Founder and Head of Litigation and Arbitration Department, SLJ Abogados

The declaration of alarm in Spain agreed by the Spanish Government on 14 March 2020 and the limitations on the mobility of persons make it necessary to consider what solutions or mitigating measures are established by Spanish law for the effects that these measures will have on current contracts. In this note we analyse: 1) force majeure as a cause for exemption from contractual liability; 2) the modification or judicial termination of contracts due to a radical change of circumstances (rebus sic stantibus clause).

I.- Force majeure.

The Spanish Supreme Court has analysed on different occasions what requirements must be met for the application of article 1.105 of the Civil Code; which refers to cases of force majeure and fortuitous cases when it establishes that: “Apart from the cases expressly mentioned in the law, and those in which the obligation is so declared, no one shall be liable for those events which could not have been foreseen, or which, if foreseen, would be unavoidable”.

(i). – The requirements that can lead to contractual irresponsibility due to force majeure are the following:

a) that the events involved are unforeseeable, because they exceed the normal course of life (Ruling of 2 January 1945), or that they are inevitable (Ruling of 23 March 1926), insurmountable (Ruling of 17 June 1964) or irresistible (Ruling of 10 November 1924);

b) that are not due to the will of the alleged debtor (Rulings of 10 December, 20 June 1950 and 9 May 1960);

c) that make it impossible to fulfil an obligation previously contracted or prevent the birth of one that may arise;

(d) that there is an efficient causal link between that result and the event which produced it.

(ii). – The legal consequence of the concurrence of these assumptions is not the total exoneration of the debtor from the fulfilment of his obligation, but an exclusion of any compensation for damages. Therefore, the obligor does not cease to be obliged to perform its obligation if this is still possible. However, the creditor cannot claim possible damages from the debtor.

However, the impossibility of performing the obligation due to force majeure may lead to a suspension of the enforceability of the obligation, which does not definitively release performance of the obligation once the circumstances which gave rise to the force majeure have disappeared.

(iii). – Force majeure does not apply to debts for the payment of money.
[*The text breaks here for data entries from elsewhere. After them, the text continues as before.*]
//! Companion script synthesis
//!
//! The document's final render bundles a lookup table mapping every
//! colorized node's identifier to a selector expression plus its
//! client-side property bag, followed by any deferred procedures:
//!
//! ```text
//! $WEFT_INTERNAL_ELEMENTS = {"<id>": [<selector>, {<props>}], ...};
//! <procedure code>
//! ```

use serde_json::Value;

use crate::serializer::DATA_ID_ATTR;

/// JavaScript global holding the element lookup table.
pub const ELEMENTS_GLOBAL: &str = "$WEFT_INTERNAL_ELEMENTS";

/// Client-side view of one element: identifier, property bag and
/// whether the element was colorized (actually needed client-side).
#[derive(Debug, Clone)]
pub struct ClientHandle {
    uid: String,
    props: Vec<(String, Value)>,
    colored: bool,
}

impl ClientHandle {
    pub(crate) fn new(uid: String, props: Vec<(String, Value)>, colored: bool) -> Self {
        Self { uid, props, colored }
    }

    pub fn uid(&self) -> &str {
        &self.uid
    }

    pub fn is_colored(&self) -> bool {
        self.colored
    }

    pub fn props(&self) -> &[(String, Value)] {
        &self.props
    }

    /// Selector expression resolving the element by its identifier attribute.
    pub fn selector(&self) -> String {
        format!("document.querySelector('[{DATA_ID_ATTR}=\"{}\"]')", self.uid)
    }

    /// The `"<id>": [<selector>, {<props>}]` table entry.
    fn entry(&self) -> String {
        let mut props = String::from("{");
        for (index, (key, value)) in self.props.iter().enumerate() {
            if index > 0 {
                props.push_str(", ");
            }
            props.push_str(&Value::String(key.clone()).to_string());
            props.push_str(": ");
            props.push_str(&value.to_string());
        }
        props.push('}');
        format!(
            "{}: [{}, {}]",
            Value::String(self.uid.clone()),
            self.selector(),
            props
        )
    }
}

/// A deferred client-side procedure, emitted verbatim after the
/// lookup table.
#[derive(Debug, Clone)]
pub struct Procedure {
    body: String,
}

impl Procedure {
    pub fn new(body: impl Into<String>) -> Self {
        Self { body: body.into() }
    }

    pub fn code(&self) -> &str {
        &self.body
    }
}

/// Render the companion script payload.
///
/// Only colorized handles are emitted; merely referenced ones are
/// tracked but not exposed to the client.
pub fn render_bindings(handles: &[ClientHandle], procedures: &[Procedure]) -> String {
    let mut out = String::new();
    out.push_str(ELEMENTS_GLOBAL);
    out.push_str(" = {");
    let mut first = true;
    for handle in handles.iter().filter(|handle| handle.is_colored()) {
        if !first {
            out.push_str(", ");
        }
        out.push_str(&handle.entry());
        first = false;
    }
    out.push_str("};");
    for procedure in procedures {
        out.push('\n');
        out.push_str(procedure.code());
    }
    out
}

#[cfg(test)]
mod tests {
    use super::*;
    use serde_json::json;

    fn handle(uid: &str, colored: bool) -> ClientHandle {
        ClientHandle::new(uid.to_string(), Vec::new(), colored)
    }

    #[test]
    fn test_empty_table() {
        let out = render_bindings(&[], &[]);
        assert_eq!(out, "$WEFT_INTERNAL_ELEMENTS = {};");
    }

    #[test]
    fn test_only_colored_handles_emitted() {
        let handles = vec![handle("span-1", true), handle("div-2", false)];
        let out = render_bindings(&handles, &[]);

        assert!(out.contains("\"span-1\""));
        assert!(!out.contains("div-2"));
    }

    #[test]
    fn test_entry_shape() {
        let h = ClientHandle::new(
            "span-7".to_string(),
            vec![("count".to_string(), json!(3))],
            true,
        );
        let out = render_bindings(&[h], &[]);

        assert_eq!(
            out,
            "$WEFT_INTERNAL_ELEMENTS = {\"span-7\": \
             [document.querySelector('[data-id=\"span-7\"]'), {\"count\": 3}]};"
        );
    }

    #[test]
    fn test_procedures_follow_table() {
        let out = render_bindings(&[], &[Procedure::new("console.log('ready');")]);
        assert_eq!(
            out,
            "$WEFT_INTERNAL_ELEMENTS = {};\nconsole.log('ready');"
        );
    }
}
In cases where the obligation consists of a monetary debt, case law considers that the impossibility of performance cannot be invoked, admitting at most temporary non-performance or mere delay (Supreme Court Rulings of 19 May 2015 and13 July 2017).

 

 

(iv). – Contractual liability exclusion due to force majeure doesn’t apply if: a) parties to the contract did agree so; b) it is stated by law.

II. – Clause rebus sic stantibus. Modification or judicial termination of contracts due to a radical change of circumstances.

The rebus sic stantibus clause (things thus standing) is a legal doctrine created by case law which allows for the modification or termination of an agreement due to a sudden change in the circumstances taken into account at the time of its conclusion, provided that: a) these new circumstances are unforeseeable, and b) they have resulted in a breach of the balance between the contracting parties which makes performance excessively burdensome for one of them.

If such circumstances occur and lead to repeated losses or the complete disappearance of any profit margin, it is possible to apply for the judicial termination of the contract or its modification.

The contractual modification shall be limited to the period in which the circumstances leading to the exceptional change of the contract occur (Ruling of 15 October 2014).

Temporary amendment of the contract is the preferred solution by case law, but it is also possible to apply for termination if it is impossible to restore the balance of the contract’s obligations.

Case law admits the “rebus sic stantibus” doctrine when it’s applied to contracts of successive and single performance of certain act, but with deferred compliance.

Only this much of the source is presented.